= Chronicon Lethrense =

Chronicon Lethrense

Chronicon Lethrense (Danish: Lejrekrøniken English: Chronicle of Lejre/Leire) is a small Danish medieval work from the late 12th century, written in Latin.

==Themes==
Unlike Chronicon Roskildense, which deals primarily with information presented as real historical facts after the introduction of Christianity in Denmark, Chronicon Lethrense is a recording of folklore about the old pre-Christian Danish kings and the adventure stories that were eventually associated with them. In that sense it is not much different from the first part of Sven Aggesen's Brevis Historia Regum Dacie or Saxo Grammaticus' Gesta Danorum, though considerably smaller and of much lesser quality. It is sometimes referred to as the "Chronicle of the Kings of Lejre."

One of the noted aspects of Chronicon Lethrense is the writer's deep hatred of all things German, which at times takes on epic proportions. This German hatred can also be traced, although to a lesser degree, in Aggesen's Brevis Historia Regum Dacie, and to a much lesser degree in Saxo's Gesta Danorum. The second book of Saxo's Gesta Danorum, starting at Halfdan Scylding, through the fourth book, the reign of Dan II, is based on the genealogy of the Chronicon, though substantial additional mythical material has been used.

The original version of Chronicon Lethrense is certainly a work of its own. Its stories are interesting and over time copies found its way to other places; there was a copy in the 13th-century Latin Annals of the Cathedral of Lund. Because of this, Chronicon Lethrense is often connected to Annales Lundenses, of which it is now a part, but it is unlikely the chronicle was originally included in this anthology.

==History==
The chronicle is believed to have been composed in the second half of the 12th century, probably around 1170, or according to more recent scholarship, in the early 1190s, and preceded the writing of the far more famous and verbose Gesta Danorum by Saxo, with which it shares many traditions not found in other sources. The Chronicon Lethrense was one of Saxo's many sources.

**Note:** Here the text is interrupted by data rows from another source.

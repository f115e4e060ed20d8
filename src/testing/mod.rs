//! Test doubles for the profile store and token helpers.

use std::collections::HashMap;
use std::sync::atomic::{AtomicUsize, Ordering};
use std::sync::{Arc, Mutex};
use std::time::Duration;

use async_trait::async_trait;
use chrono::{DateTime, Utc};
use jsonwebtoken::{encode, EncodingKey, Header};
use serde_json::Value;
use uuid::Uuid;

use crate::database::models::OnboardingForm;
use crate::database::{ProfileStore, StoreError};

pub const SECRET: &str = "test-shared-secret";
pub const SUBJECT: &str = "11111111-1111-1111-1111-111111111111";

/// HS256 token over arbitrary claims
pub fn sign_token(secret: &str, claims: Value) -> String {
    encode(&Header::default(), &claims, &EncodingKey::from_secret(secret.as_bytes()))
        .expect("token encodes")
}

/// In-memory copy of a `profiles` row
#[derive(Debug, Clone, Default, PartialEq)]
pub struct StoredProfile {
    pub display_name: String,
    pub user_role: String,
    pub preferred_website_language: String,
    pub preferred_course_explanation_language: String,
    pub preferred_course_material_language: String,
    pub major: String,
    pub major_level: String,
    pub studied_subjects: Vec<String>,
    pub interested_majors: Vec<String>,
    pub hobbies: Vec<String>,
    pub subscribed_to_newsletter: bool,
    pub receive_quotes: bool,
    pub bio: String,
    pub github_url: String,
    pub has_completed_onboarding: bool,
    pub updated_at: Option<DateTime<Utc>>,
}

impl StoredProfile {
    pub fn without_timestamp(&self) -> Self {
        Self {
            updated_at: None,
            ..self.clone()
        }
    }
}

#[derive(Clone, Default)]
pub struct MemoryStore {
    profiles: Arc<Mutex<HashMap<Uuid, StoredProfile>>>,
    updates: Arc<AtomicUsize>,
}

impl MemoryStore {
    pub fn with_profile(id: &str) -> Self {
        let store = Self::default();
        store
            .profiles
            .lock()
            .unwrap()
            .insert(Uuid::parse_str(id).unwrap(), StoredProfile::default());
        store
    }

    pub fn profile(&self, id: &str) -> Option<StoredProfile> {
        let id = Uuid::parse_str(id).unwrap();
        self.profiles.lock().unwrap().get(&id).cloned()
    }

    pub fn update_count(&self) -> usize {
        self.updates.load(Ordering::SeqCst)
    }
}

#[async_trait]
impl ProfileStore for MemoryStore {
    async fn complete_onboarding(
        &self,
        id: Uuid,
        form: &OnboardingForm,
        updated_at: DateTime<Utc>,
    ) -> Result<(), StoreError> {
        let mut profiles = self.profiles.lock().unwrap();
        let row = profiles.get_mut(&id).ok_or(StoreError::NotFound(id))?;
        *row = StoredProfile {
            display_name: form.display_name.clone(),
            user_role: form.user_role.clone(),
            preferred_website_language: form.preferred_website_language.clone(),
            preferred_course_explanation_language: form.preferred_course_explanation_language.clone(),
            preferred_course_material_language: form.preferred_course_material_language.clone(),
            major: form.major.clone(),
            major_level: form.major_level.clone(),
            studied_subjects: form.studied_subjects.clone(),
            interested_majors: form.interested_majors.clone(),
            hobbies: form.hobbies.clone(),
            subscribed_to_newsletter: form.subscribed_to_newsletter,
            receive_quotes: form.receive_quotes,
            bio: form.bio.clone(),
            github_url: form.github_url.clone(),
            has_completed_onboarding: true,
            updated_at: Some(updated_at),
        };
        self.updates.fetch_add(1, Ordering::SeqCst);
        Ok(())
    }

    async fn ping(&self) -> Result<(), StoreError> {
        Ok(())
    }
}

/// Fails the test if the request ever reaches persistence
pub struct UntouchableStore;

#[async_trait]
impl ProfileStore for UntouchableStore {
    async fn complete_onboarding(
        &self,
        id: Uuid,
        _form: &OnboardingForm,
        _updated_at: DateTime<Utc>,
    ) -> Result<(), StoreError> {
        panic!("store must not be touched (update for {})", id);
    }

    async fn ping(&self) -> Result<(), StoreError> {
        panic!("store must not be touched (ping)");
    }
}

/// Every call fails as if the database were unreachable
pub struct FailingStore;

#[async_trait]
impl ProfileStore for FailingStore {
    async fn complete_onboarding(
        &self,
        _id: Uuid,
        _form: &OnboardingForm,
        _updated_at: DateTime<Utc>,
    ) -> Result<(), StoreError> {
        Err(StoreError::Database(sqlx::Error::PoolTimedOut))
    }

    async fn ping(&self) -> Result<(), StoreError> {
        Err(StoreError::Database(sqlx::Error::PoolTimedOut))
    }
}

pub struct SlowStore(pub Duration);

#[async_trait]
impl ProfileStore for SlowStore {
    async fn complete_onboarding(
        &self,
        _id: Uuid,
        _form: &OnboardingForm,
        _updated_at: DateTime<Utc>,
    ) -> Result<(), StoreError> {
        tokio::time::sleep(self.0).await;
        Ok(())
    }

    async fn ping(&self) -> Result<(), StoreError> {
        Ok(())
    }
}
pub mod manager;
pub mod models;
pub mod profiles;

pub use manager::DatabaseError;
pub use profiles::{ListEncoding, PgProfileStore, ProfileStore, StoreError};
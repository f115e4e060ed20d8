pub mod onboarding;

pub use onboarding::OnboardingForm;
use std::time::Duration;

use sqlx::{postgres::PgPoolOptions, PgPool};
use thiserror::Error;
use tracing::info;

use crate::config::DatabaseConfig;

/// Errors from pool setup
#[derive(Debug, Error)]
pub enum DatabaseError {
    #[error("Invalid database URL")]
    InvalidDatabaseUrl,

    #[error(transparent)]
    Sqlx(#[from] sqlx::Error),
}

/// Build the process-wide pool. Connections are opened on first use, so a
/// database outage at startup does not keep the server from binding.
pub fn connect(config: &DatabaseConfig) -> Result<PgPool, DatabaseError> {
    if url::Url::parse(&config.url).is_err() {
        return Err(DatabaseError::InvalidDatabaseUrl);
    }

    let pool = PgPoolOptions::new()
        .max_connections(config.max_connections)
        .acquire_timeout(Duration::from_secs(config.connection_timeout))
        .connect_lazy(&config.url)?;

    info!(
        database = %config.redacted_url(),
        max_connections = config.max_connections,
        "Created database pool"
    );
    Ok(pool)
}

/// Pings the pool to ensure connectivity
pub async fn health_check(pool: &PgPool) -> Result<(), sqlx::Error> {
    sqlx::query("SELECT 1").execute(pool).await?;
    Ok(())
}

/// Close the pool on shutdown, waiting for checked-out connections to return
pub async fn close(pool: &PgPool) {
    pool.close().await;
    info!("Closed database pool");
}
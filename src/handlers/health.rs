use axum::{extract::State, http::StatusCode, response::IntoResponse, Json};
use serde_json::json;

use crate::server::AppState;

/// GET /health - liveness plus a database round trip
pub async fn health(State(state): State<AppState>) -> impl IntoResponse {
    let now = chrono::Utc::now();

    match state.store.ping().await {
        Ok(_) => (
            StatusCode::OK,
            Json(json!({
                "status": "ok",
                "database": "ok",
                "timestamp": now
            })),
        ),
        Err(e) => {
            tracing::error!(error = %e, "Health check failed");
            (
                StatusCode::SERVICE_UNAVAILABLE,
                Json(json!({
                    "status": "degraded",
                    "database": "unavailable",
                    "timestamp": now
                })),
            )
        }
    }
}
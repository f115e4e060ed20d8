use std::str::FromStr;

use async_trait::async_trait;
use chrono::{DateTime, Utc};
use serde_json::Value;
use sqlx::postgres::{PgArguments, Postgres};
use sqlx::query::Query;
use sqlx::types::Json;
use sqlx::PgPool;
use thiserror::Error;
use uuid::Uuid;

use crate::database::models::OnboardingForm;

#[derive(Debug, Error)]
pub enum StoreError {
    #[error("Profile {0} not found")]
    NotFound(Uuid),

    #[error("Failed to encode list field: {0}")]
    Encoding(#[from] serde_json::Error),

    #[error(transparent)]
    Database(#[from] sqlx::Error),
}

/// Persistence seam for profile rows.
#[async_trait]
pub trait ProfileStore: Send + Sync {
    /// Write the onboarding answers onto an existing profile and mark
    /// onboarding as completed. Never creates a row.
    async fn complete_onboarding(
        &self,
        id: Uuid,
        form: &OnboardingForm,
        updated_at: DateTime<Utc>,
    ) -> Result<(), StoreError>;

    async fn ping(&self) -> Result<(), StoreError>;
}

/// How the list-valued columns are sent to Postgres. One encoding is chosen
/// at startup and used for all three list fields.
#[derive(Debug, Clone, Copy, PartialEq, Eq)]
pub enum ListEncoding {
    /// Native `text[]` parameters
    TextArray,
    /// JSON arrays bound as `jsonb`
    JsonText,
}

impl FromStr for ListEncoding {
    type Err = String;

    fn from_str(s: &str) -> Result<Self, Self::Err> {
        match s.trim().to_ascii_lowercase().as_str() {
            "array" | "text[]" => Ok(ListEncoding::TextArray),
            "json" | "jsonb" => Ok(ListEncoding::JsonText),
            other => Err(format!("unknown list encoding: {}", other)),
        }
    }
}

impl std::fmt::Display for ListEncoding {
    fn fmt(&self, f: &mut std::fmt::Formatter<'_>) -> std::fmt::Result {
        match self {
            ListEncoding::TextArray => write!(f, "array"),
            ListEncoding::JsonText => write!(f, "json"),
        }
    }
}

#[derive(Debug, Clone, PartialEq)]
enum ListParam {
    TextArray(Vec<String>),
    Json(Value),
}

impl ListEncoding {
    fn encode(&self, items: &[String]) -> Result<ListParam, serde_json::Error> {
        match self {
            ListEncoding::TextArray => Ok(ListParam::TextArray(items.to_vec())),
            ListEncoding::JsonText => Ok(ListParam::Json(serde_json::to_value(items)?)),
        }
    }
}

type PgQuery<'q> = Query<'q, Postgres, PgArguments>;

fn bind_list(query: PgQuery<'_>, param: ListParam) -> PgQuery<'_> {
    match param {
        ListParam::TextArray(items) => query.bind(items),
        ListParam::Json(value) => query.bind(Json(value)),
    }
}

const COMPLETE_ONBOARDING_SQL: &str = r#"
    UPDATE public.profiles
    SET display_name = $2,
        user_role = $3,
        preferred_website_language = $4,
        preferred_course_explanation_language = $5,
        preferred_course_material_language = $6,
        major = $7,
        major_level = $8,
        studied_subjects = $9,
        interested_majors = $10,
        hobbies = $11,
        subscribed_to_newsletter = $12,
        receive_quotes = $13,
        bio = $14,
        github_url = $15,
        has_completed_onboarding = TRUE,
        updated_at = $16
    WHERE id = $1
"#;

/// `ProfileStore` backed by the shared Postgres pool
#[derive(Clone)]
pub struct PgProfileStore {
    pool: PgPool,
    list_encoding: ListEncoding,
}

impl PgProfileStore {
    pub fn new(pool: PgPool, list_encoding: ListEncoding) -> Self {
        Self {
            pool,
            list_encoding,
        }
    }
}

#[async_trait]
impl ProfileStore for PgProfileStore {
    async fn complete_onboarding(
        &self,
        id: Uuid,
        form: &OnboardingForm,
        updated_at: DateTime<Utc>,
    ) -> Result<(), StoreError> {
        // Encode before touching the pool so a failure here never holds a connection
        let studied_subjects = self.list_encoding.encode(&form.studied_subjects)?;
        let interested_majors = self.list_encoding.encode(&form.interested_majors)?;
        let hobbies = self.list_encoding.encode(&form.hobbies)?;

        let mut query = sqlx::query(COMPLETE_ONBOARDING_SQL)
            .bind(id)
            .bind(&form.display_name)
            .bind(&form.user_role)
            .bind(&form.preferred_website_language)
            .bind(&form.preferred_course_explanation_language)
            .bind(&form.preferred_course_material_language)
            .bind(&form.major)
            .bind(&form.major_level);
        query = bind_list(query, studied_subjects);
        query = bind_list(query, interested_majors);
        query = bind_list(query, hobbies);

        let result = query
            .bind(form.subscribed_to_newsletter)
            .bind(form.receive_quotes)
            .bind(&form.bio)
            .bind(&form.github_url)
            .bind(updated_at)
            .execute(&self.pool)
            .await?;

        if result.rows_affected() == 0 {
            return Err(StoreError::NotFound(id));
        }

        tracing::debug!(profile_id = %id, "Updated profile row");
        Ok(())
    }

    async fn ping(&self) -> Result<(), StoreError> {
        crate::database::manager::health_check(&self.pool).await?;
        Ok(())
    }
}
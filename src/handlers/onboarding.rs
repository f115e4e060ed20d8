// handlers/onboarding.rs - POST/OPTIONS /api/v1/onboarding

use axum::{
    body::Bytes,
    extract::{rejection::BytesRejection, State},
    http::{HeaderMap, StatusCode},
    response::Json,
};
use chrono::Utc;
use serde_json::{json, Value};
use uuid::Uuid;

use crate::database::models::OnboardingForm;
use crate::error::{ApiError, TIMEOUT_MESSAGE};
use crate::server::AppState;

pub const SUCCESS_MESSAGE: &str = "Profile updated successfully";

/**
 * POST /api/v1/onboarding - Save onboarding answers for the caller's profile
 *
 * The profile id comes from the bearer token subject (or the placeholder id
 * when authentication is disabled). The profile row must already exist.
 *
 * Success: 200 `{"message": "Profile updated successfully"}`
 * Failure: `{"error": "..."}` with 400, 401, 404 or 500
 */
pub async fn onboarding_post(
    State(state): State<AppState>,
    headers: HeaderMap,
    body: Result<Bytes, BytesRejection>,
) -> Result<Json<Value>, ApiError> {
    let budget = state.request_timeout;
    let deadline = tokio::time::Instant::now() + budget;

    let profile_id = state.auth.authenticate(&headers)?;

    tokio::time::timeout_at(deadline, submit(&state, profile_id, body))
        .await
        .map_err(|_| {
            ApiError::internal(
                TIMEOUT_MESSAGE,
                Some(profile_id),
                format!("onboarding request exceeded {}ms deadline", budget.as_millis()),
            )
        })?
}

async fn submit(
    state: &AppState,
    profile_id: Uuid,
    body: Result<Bytes, BytesRejection>,
) -> Result<Json<Value>, ApiError> {
    let body = body.map_err(|e| ApiError::invalid_request(format!("Invalid request body: {}", e.body_text())))?;
    let form: OnboardingForm = serde_json::from_slice(&body)
        .map_err(|e| ApiError::invalid_request(format!("Invalid request body: {}", e)))?;

    state
        .store
        .complete_onboarding(profile_id, &form, Utc::now())
        .await
        .map_err(|e| ApiError::from_store(profile_id, e))?;

    tracing::info!(profile_id = %profile_id, "Successfully updated profile");
    Ok(Json(json!({ "message": SUCCESS_MESSAGE })))
}

/// OPTIONS - pre-flight on any route; CORS headers are added by the router layer
pub async fn preflight() -> StatusCode {
    StatusCode::OK
}

pub async fn method_not_allowed() -> ApiError {
    ApiError::MethodNotAllowed
}
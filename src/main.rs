use std::sync::Arc;

use anyhow::Context;
use clap::Parser;
use tracing_subscriber::EnvFilter;

use lyceum_onboarding_api::auth::Authenticator;
use lyceum_onboarding_api::config::AppConfig;
use lyceum_onboarding_api::database::{self, PgProfileStore};
use lyceum_onboarding_api::server::{app, AppState, ONBOARDING_PATH};

#[derive(Parser)]
#[command(name = "lyceum-onboarding-api")]
#[command(about = "Onboarding profile endpoint for Lyceum")]
#[command(version)]
struct Cli {
    #[arg(long, help = "Bind host (overrides API_HOST)")]
    host: Option<String>,

    #[arg(long, help = "Bind port (overrides ONBOARDING_API_PORT / PORT)")]
    port: Option<u16>,

    #[arg(long, help = "Validate configuration and database connectivity, then exit")]
    check: bool,
}

#[tokio::main]
async fn main() -> anyhow::Result<()> {
    // Load .env if present so cargo run picks up DATABASE_URL, JWT_SECRET, etc.
    let _ = dotenvy::dotenv();

    tracing_subscriber::fmt()
        .with_env_filter(EnvFilter::try_from_default_env().unwrap_or_else(|_| EnvFilter::new("info")))
        .init();

    let cli = Cli::parse();

    let mut config = AppConfig::from_env().context("invalid configuration")?;
    if let Some(host) = cli.host {
        config.server.host = host;
    }
    if let Some(port) = cli.port {
        config.server.port = port;
    }
    tracing::info!(
        environment = ?config.environment,
        auth_enabled = config.security.auth_enabled,
        list_encoding = %config.database.list_encoding,
        "Starting onboarding API"
    );

    let pool = database::manager::connect(&config.database).context("failed to create database pool")?;

    if cli.check {
        let result = database::manager::health_check(&pool).await;
        database::manager::close(&pool).await;
        result.context("database is not reachable")?;
        println!("configuration ok, database reachable at {}", config.database.redacted_url());
        return Ok(());
    }

    let auth = Authenticator::from_config(&config.security).context("invalid authentication settings")?;
    let store = Arc::new(PgProfileStore::new(pool.clone(), config.database.list_encoding));
    let state = AppState::new(store, auth, &config.server);

    let bind_addr = config.server.bind_addr();
    let listener = tokio::net::TcpListener::bind(&bind_addr)
        .await
        .with_context(|| format!("failed to bind {}", bind_addr))?;

    tracing::info!("Onboarding API listening on http://{}{}", bind_addr, ONBOARDING_PATH);

    let served = axum::serve(listener, app(state))
        .with_graceful_shutdown(shutdown_signal())
        .await;

    database::manager::close(&pool).await;
    served.context("server error")
}

async fn shutdown_signal() {
    let ctrl_c = async {
        if let Err(e) = tokio::signal::ctrl_c().await {
            tracing::error!("failed to listen for ctrl-c: {}", e);
            std::future::pending::<()>().await;
        }
    };

    #[cfg(unix)]
    let terminate = async {
        match tokio::signal::unix::signal(tokio::signal::unix::SignalKind::terminate()) {
            Ok(mut signal) => {
                signal.recv().await;
            }
            Err(e) => {
                tracing::error!("failed to listen for SIGTERM: {}", e);
                std::future::pending::<()>().await;
            }
        }
    };

    #[cfg(not(unix))]
    let terminate = std::future::pending::<()>();

    tokio::select! {
        _ = ctrl_c => {},
        _ = terminate => {},
    }

    tracing::info!("Shutdown signal received");
}
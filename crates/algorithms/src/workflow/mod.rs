//! Configurable exclusion workflow
//!
//! A [`Workflow`] lists the grid settings, file name templates and the
//! ordered exclusion steps run for every country. File names may contain
//! `{country}`, replaced by the country name. Inputs resolve under the
//! layout's `data/` directory and outputs under `processed/`.

mod layout;
mod runner;

pub use layout::Layout;
pub use runner::{run, run_country, CountryReport, StepReport};

use crate::exclusion::{RasterExclusion, ValueSpec};
use landex_core::{Error, Result};
use serde::{Deserialize, Serialize};
use std::path::Path;

/// Countries processed when none are given
pub const DEFAULT_COUNTRIES: &[&str] = &["Laos"];

/// Placeholder in file name templates
const COUNTRY: &str = "{country}";

fn default_overwrite() -> bool {
    true
}

fn default_exclusions_label() -> String {
    "excluded areas for PV".to_string()
}

fn default_placements_label() -> String {
    "pv plants".to_string()
}

/// Per-country exclusion workflow
#[derive(Debug, Clone, PartialEq, Serialize, Deserialize)]
pub struct Workflow {
    /// Cell size of the analysis grid, in units of the country's SRS
    pub pixel_size: f64,
    /// Minimum distance between placed items
    pub separation: f64,
    /// Replace existing outputs
    #[serde(default = "default_overwrite")]
    pub overwrite: bool,
    pub srs_cache: String,
    pub region: String,
    pub exclusions_output: String,
    pub placements_output: String,
    /// What the saved mask holds, for progress messages
    #[serde(default = "default_exclusions_label")]
    pub exclusions_label: String,
    /// What the placed items are, for progress messages
    #[serde(default = "default_placements_label")]
    pub placements_label: String,
    #[serde(default)]
    pub steps: Vec<Step>,
}

/// One step of a workflow, applied in order
#[derive(Debug, Clone, PartialEq, Serialize, Deserialize)]
#[serde(tag = "kind", rename_all = "lowercase")]
pub enum Step {
    /// Exclude the features of a GeoJSON file
    Vector {
        label: String,
        source: String,
        #[serde(default)]
        buffer: f64,
        #[serde(default)]
        invert: bool,
    },
    /// Exclude cells of a GeoTIFF by value
    Raster {
        label: String,
        source: String,
        value: ValueSpec,
        #[serde(default)]
        prewarp: bool,
        #[serde(default)]
        buffer: f64,
        #[serde(default)]
        invert: bool,
    },
    /// Write a PNG preview of the current mask
    Draw { label: String, output: String },
}

impl Step {
    pub fn label(&self) -> &str {
        match self {
            Step::Vector { label, .. } | Step::Raster { label, .. } | Step::Draw { label, .. } => label,
        }
    }

    fn vector(label: &str, source: &str, buffer: f64) -> Self {
        Step::Vector {
            label: label.to_string(),
            source: source.to_string(),
            buffer,
            invert: false,
        }
    }

    fn raster(label: &str, source: &str, value: f64) -> Self {
        Step::Raster {
            label: label.to_string(),
            source: source.to_string(),
            value: ValueSpec::Exact(value),
            prewarp: true,
            buffer: 0.0,
            invert: false,
        }
    }
}

impl Workflow {
    /// PV exclusion workflow: three vector layers buffered by 250, the slope
    /// flag and four land-cover classes, with a preview after the water step.
    pub fn pv_default() -> Self {
        Self {
            pixel_size: 100.0,
            separation: 224.0,
            overwrite: true,
            srs_cache: "{country}_EPSG.pkl".to_string(),
            region: "{country}.geojson".to_string(),
            exclusions_output: "{country}_pv_exclusions.tif".to_string(),
            placements_output: "{country}_pv_placements.shp".to_string(),
            exclusions_label: default_exclusions_label(),
            placements_label: default_placements_label(),
            steps: vec![
                Step::vector("coast", "{country}_oceans.geojson", 250.0),
                Step::vector(
                    "national biodiversity conservation areas",
                    "{country}_national_conversation.geojson",
                    250.0,
                ),
                Step::vector("forest protection areas", "{country}_protection_area.geojson", 250.0),
                Step::raster(
                    "Slope above 6.28 degrees (N/E/W) and 33 degrees (S)",
                    "Laos_slope_excluded_pv.tif",
                    1.0,
                ),
                Step::raster("herbaceous wetland", "{country}_CLC.tif", 90.0),
                Step::raster("built-up area", "{country}_CLC.tif", 50.0),
                Step::raster("permanent water bodies", "{country}_CLC.tif", 80.0),
                Step::Draw {
                    label: "preview".to_string(),
                    output: "{country}_pv_preview.png".to_string(),
                },
                Step::raster("agriculture", "{country}_CLC.tif", 40.0),
            ],
        }
    }

    /// Load a workflow from a TOML file
    /// Progress message logged before the mask is written
    pub fn saving_message(&self) -> String {
        format!(" - Saving {} as .tif file...", self.exclusions_label)
    }

    /// Progress message logged before items are placed
    pub fn distributing_message(&self) -> String {
        format!(" - Distributing {} and saving placements as .shp...", self.placements_label)
    }

    pub fn from_toml_file<P: AsRef<Path>>(path: P) -> Result<Self> {
        let path = path.as_ref();
        let text = std::fs::read_to_string(path)?;
        Self::from_toml_str(&text).map_err(|e| match e {
            Error::Config(msg) => Error::Config(format!("{}: {}", path.display(), msg)),
            other => other,
        })
    }

    pub fn from_toml_str(text: &str) -> Result<Self> {
        let workflow: Workflow = toml::from_str(text).map_err(|e| Error::Config(e.to_string()))?;
        workflow.validate()?;
        Ok(workflow)
    }

    pub fn to_toml(&self) -> Result<String> {
        toml::to_string_pretty(self).map_err(|e| Error::Config(e.to_string()))
    }

    /// Check grid and step parameters before any file is touched
    pub fn validate(&self) -> Result<()> {
        let positive = |name: &str, v: f64| {
            if v.is_finite() && v > 0.0 {
                Ok(())
            } else {
                Err(Error::Config(format!("{} must be a positive number, got {}", name, v)))
            }
        };
        positive("pixel_size", self.pixel_size)?;
        positive("separation", self.separation)?;

        for step in &self.steps {
            let buffer = match step {
                Step::Vector { buffer, .. } | Step::Raster { buffer, .. } => *buffer,
                Step::Draw { .. } => 0.0,
            };
            if !buffer.is_finite() || buffer < 0.0 {
                return Err(Error::Config(format!(
                    "step '{}': buffer must be non-negative, got {}",
                    step.label(),
                    buffer
                )));
            }
        }
        Ok(())
    }
}

impl Default for Workflow {
    fn default() -> Self {
        Self::pv_default()
    }
}

/// Substitute `country` into a file name template
pub fn resolve_template(template: &str, country: &str) -> String {
    template.replace(COUNTRY, country)
}

/// Raster exclusion options of a step
pub(crate) fn raster_options(value: ValueSpec, prewarp: bool, buffer: f64, invert: bool) -> RasterExclusion {
    RasterExclusion::new(value)
        .prewarp(prewarp)
        .buffer(buffer)
        .invert(invert)
}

The Chronicon Lethrense, as included in the Annales Lundenses, supplied material for several other chronicles, such as the conscise Annales Ryenses (around 1290), the Compendium Saxonum (1340s) and the Gesta Danorum på danskæ (round 1300, not to be confused with Saxo's work of the same title).

Swedish translations from the 14th century, suggest that the original might have been more extensive than the texts that have been preserved.

==Authorship==
Although the author is unknown, there is some conjecture that he may have been a clerk tightly linked to the Roskilde Cathedral. This is based on the great interest the author has in the city of Roskilde, which he describes in vivid detail, chronicling how it got its name and promising immortality to the city through his writing.